ValueError: No JSON object could be decoded

Why is that? It surprises me that the json module cannot parse the file created by the module itself.

Upvotes: 5

Views: 1814

Answers (2)

idjaw
idjaw

Reputation: 26578

Based on the code you provided, and what you are trying to do (return the file cursor back to the beginning of the file), you are not actually doing that with f.truncate. You are actually truncating your file. i.e. Clearing the file entirely.

Per the help on the truncate method:

truncate(...)
    truncate([size]) -> None.  Truncate the file to at most size bytes.

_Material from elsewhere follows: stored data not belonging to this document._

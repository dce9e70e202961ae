//! Policy resource discovery and parsing
//!
//! The policy resource is a TOML key/value file:
//!
//! ```toml
//! [admin]
//! users = ["alice", "bob"]        # or "alice, bob"
//!
//! [admin.white]
//! tables = ["archive_*", "finance"]
//! ```

use crate::config::GateConfig;
use crate::error::PolicyError;
use crate::policy::clock::duration_millis;
use crate::policy::snapshot::PolicySnapshot;
use config::{Config, File, FileFormat};
use std::io::ErrorKind;
use std::path::PathBuf;
use std::sync::Arc;
use std::time::UNIX_EPOCH;
use url::Url;

/// Key holding the admin identity short names
pub const ADMIN_USERS_KEY: &str = "admin.users";

/// Key holding the protected-table patterns
pub const WHITE_TABLES_KEY: &str = "admin.white.tables";

/// Resolved resource and its last modification time
#[derive(Debug, Clone, PartialEq, Eq)]
pub struct ResourceStat {
    /// Resolved location, kept as a path so non-UTF-8 names survive to `load`
    pub location: PathBuf,
    /// Milliseconds since the Unix epoch
    pub modified_ms: u64,
}

impl ResourceStat {
    pub fn new(location: impl Into<PathBuf>, modified_ms: u64) -> Self {
        Self {
            location: location.into(),
            modified_ms,
        }
    }

    /// Location for logs and error messages
    pub fn display_location(&self) -> String {
        self.location.display().to_string()
    }
}

/// External source of the policy resource
pub trait PolicySource: Send + Sync {
    /// Resolve the resource and fetch its modification time.
    ///
    /// Returns `Ok(None)` when no resource can be found.
    fn stat(&self) -> Result<Option<ResourceStat>, PolicyError>;

    /// Read and parse the resource previously returned by [`stat`](Self::stat)
    fn load(&self, stat: &ResourceStat) -> Result<PolicyDocument, PolicyError>;
}

impl<T: PolicySource + ?Sized> PolicySource for Arc<T> {
    fn stat(&self) -> Result<Option<ResourceStat>, PolicyError> {
        (**self).stat()
    }

    fn load(&self, stat: &ResourceStat) -> Result<PolicyDocument, PolicyError> {
        (**self).load(stat)
    }
}

/// Parsed key/value policy resource
#[derive(Debug)]
pub struct PolicyDocument {
    values: Config,
}

impl PolicyDocument {
    /// Parse a TOML policy document
    pub fn from_toml_str(content: &str, location: &str) -> Result<Self, PolicyError> {
        let values = Config::builder()
            .add_source(File::from_str(content, FileFormat::Toml))
            .build()
            .map_err(|e| PolicyError::Parse {
                location: location.to_string(),
                reason: e.to_string(),
            })?;

        Ok(Self { values })
    }

    /// Get a single string value
    pub fn get(&self, key: &str) -> Option<String> {
        self.values.get_string(key).ok()
    }

    /// Get a collection of strings.
    ///
    /// Accepts either an array or a comma-separated string. Entries are
    /// trimmed and empty entries dropped; a missing key yields an empty list.
    pub fn get_string_collection(&self, key: &str) -> Vec<String> {
        let raw: Vec<String> = match self.values.get_array(key) {
            Ok(values) => values
                .into_iter()
                .filter_map(|v| v.into_string().ok())
                .collect(),
            Err(_) => match self.values.get_string(key) {
                Ok(joined) => joined.split(',').map(str::to_string).collect(),
                Err(_) => Vec::new(),
            },
        };

        raw.into_iter()
            .map(|s| s.trim().to_string())
            .filter(|s| !s.is_empty())
            .collect()
    }

    /// Build the snapshot this document describes
    pub fn to_snapshot(&self) -> PolicySnapshot {
        PolicySnapshot::new(
            self.get_string_collection(ADMIN_USERS_KEY),
            self.get_string_collection(WHITE_TABLES_KEY),
        )
    }
}

/// Where the policy resource is looked up
#[derive(Debug, Clone, PartialEq, Eq)]
pub enum PolicyLocation {
    /// Explicit `admin.file` path (or `file://` URL)
    Explicit(PathBuf),
    /// Default resource name searched in the given directories, first hit wins
    Search { name: String, dirs: Vec<PathBuf> },
}

impl PolicyLocation {
    /// Parse an explicit location given as a path or `file://` URL
    pub fn parse(location: &str) -> Result<Self, PolicyError> {
        match Url::parse(location) {
            Ok(url) if url.scheme() == "file" => url
                .to_file_path()
                .map(PolicyLocation::Explicit)
                .map_err(|_| PolicyError::UnsupportedLocation(location.to_string())),
            // Single-letter schemes are Windows drive letters
            Ok(url) if url.scheme().len() > 1 => {
                Err(PolicyError::UnsupportedLocation(location.to_string()))
            }
            _ => Ok(PolicyLocation::Explicit(PathBuf::from(
                shellexpand::tilde(location).as_ref(),
            ))),
        }
    }

    /// Resolve to a concrete path, if one exists
    pub fn resolve(&self) -> Option<PathBuf> {
        match self {
            PolicyLocation::Explicit(path) => Some(path.clone()),
            PolicyLocation::Search { name, dirs } => dirs
                .iter()
                .map(|dir| dir.join(name))
                .find(|candidate| candidate.is_file()),
        }
    }
}

/// Policy source backed by the local filesystem
#[derive(Debug, Clone)]
pub struct FilePolicySource {
    location: PolicyLocation,
}

impl FilePolicySource {
    pub fn new(location: PolicyLocation) -> Self {
        Self { location }
    }

    /// Build from gate configuration: `admin.file` if set, else the search path
    pub fn from_config(config: &GateConfig) -> Result<Self, PolicyError> {
        let location = match &config.admin.file {
            Some(file) => PolicyLocation::parse(file)?,
            None => PolicyLocation::Search {
                name: config.policy.default_resource.clone(),
                dirs: config
                    .policy
                    .search_paths
                    .iter()
                    .map(|dir| PathBuf::from(shellexpand::tilde(dir).as_ref()))
                    .collect(),
            },
        };

        Ok(Self::new(location))
    }

    pub fn location(&self) -> &PolicyLocation {
        &self.location
    }
}

impl PolicySource for FilePolicySource {
    fn stat(&self) -> Result<Option<ResourceStat>, PolicyError> {
        let Some(path) = self.location.resolve() else {
            return Ok(None);
        };

        let io_error = |source| PolicyError::Io {
            location: path.display().to_string(),
            source,
        };
        let metadata = match std::fs::metadata(&path) {
            Ok(metadata) => metadata,
            // A missing explicit file behaves like an unresolved resource
            Err(e) if e.kind() == ErrorKind::NotFound => return Ok(None),
            Err(source) => return Err(io_error(source)),
        };

        let modified = metadata.modified().map_err(io_error)?;
        let modified_ms = modified
            .duration_since(UNIX_EPOCH)
            .map(duration_millis)
            .unwrap_or(0);

        Ok(Some(ResourceStat::new(path, modified_ms)))
    }

    fn load(&self, stat: &ResourceStat) -> Result<PolicyDocument, PolicyError> {
        let content =
            std::fs::read_to_string(&stat.location).map_err(|source| PolicyError::Io {
                location: stat.display_location(),
                source,
            })?;

        PolicyDocument::from_toml_str(&content, &stat.display_location())
    }
}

    Size defaults to the current file position, as returned by tell().

What you are actually looking to do with returning the cursor back to the beginning of the file is using seek.

The help on seek:

seek(...)
    seek(offset[, whence]) -> None.  Move to new file position.

So, explicitly, to get back to the beginning of the file you want f.seek(0).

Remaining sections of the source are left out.